Bireysel ve yığınsal terörle yıldırma, Süleyman Demirel'in kurduğu AP azınlık hükümeti zamanında da devam etti. Öldürülen Nevşehir eski Milletvekili Zeki Tekinel'in cenaze merasiminde, tabutun arkasından yürüyen Ecevit ve CHP'lilere çapraz ateş açıldı. 1980'in ilk yarısında elliye yakın yönetici öldürüldü.
27 Mayıs 1980'de eski Gümrük ve Tekel Bakanı, MHP'li Gün Sazak öldürüldü. Cenazesi ülkücülerin büyük gösterileri arasında kaldırıldı. Bu olaydan sonra sağ militanların saldırıları, eylemleri daha da arttı ve Kahramanmaraş olayının bir benzeri Çorum'da meydana geldi. Olaylar Haziran sonu başladı. 1 Temmuz'da Alevi mahallerine hücum edildi. Halkın "Beşgün Savaşı" dediği çatışmalar başladı. Aleviler Milönü mahallesi ile çevresine yerleşerek direndiler. Olayların sonucunda elli insan öldü, onlarca ev, işyeri tahrip edildi.
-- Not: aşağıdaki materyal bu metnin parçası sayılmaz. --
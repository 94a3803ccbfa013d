use drape::{DrapeError, GridCoord, PointGrid, Topology};
use test_case::test_case;

#[test_case(1, 1)]
#[test_case(1, 6)]
#[test_case(6, 1)]
#[test_case(4, 3)]
#[test_case(9, 9)]
fn boundary_links_are_absent_exactly_on_last_column_and_row(width: usize, height: usize) {
    let t = Topology::new(width, height).unwrap();
    for j in 0..height {
        for i in 0..width {
            let c = GridCoord::new(i, j);
            assert_eq!(t.right(c).is_none(), i == width - 1, "right of ({}, {})", i, j);
            assert_eq!(t.bottom(c).is_none(), j == height - 1, "bottom of ({}, {})", i, j);
        }
    }
}

#[test_case(0, 0)]
#[test_case(0, 4)]
#[test_case(4, 0)]
fn non_positive_dimensions_rejected(width: usize, height: usize) {
    assert_eq!(
        PointGrid::<f32>::new(width, height, 1.0).unwrap_err(),
        DrapeError::InvalidDimensions { width, height }
    );
}

#[test]
fn every_link_is_owned_by_its_left_or_top_end() {
    let t = Topology::new(5, 4).unwrap();
    for (a, b) in t.links() {
        let (ca, cb) = (t.coord(a), t.coord(b));
        assert!(
            t.right(ca) == Some(cb) || t.bottom(ca) == Some(cb),
            "{:?} does not own link to {:?}",
            ca,
            cb
        );
    }
}

#[test]
fn grid_links_rest_at_spacing() {
    let grid = PointGrid::<f64>::new(3, 3, 2.5).unwrap();
    for link in grid.links() {
        let a = grid.points()[link.a].pos;
        let b = grid.points()[link.b].pos;
        assert!((a.distance(b) - link.rest_length).abs() < 1e-12);
    }
}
Çorum olaylarının hemen arkasından, 22 Temmuz 1980'de Maden-İş Sendikası Başkanı, DİSK eski Genel Başkanı Kemal Türkler arabasına binerken öldürüldü. Yüzbinlerin katıldığı, faşizme yönelik isyanı dile getiren bir törenle gömüldü. Görüldüğü gibi olaylar, önceden kurgulanmış bir şekilde 12 Eylül 1980'e kadar devam etti."
Alıntı: Tevfik Çavdar. Türkiye'nin Demokrasi Tarihi, 1950'den Günümüze. İmge Kitabevi. sf: 248-252.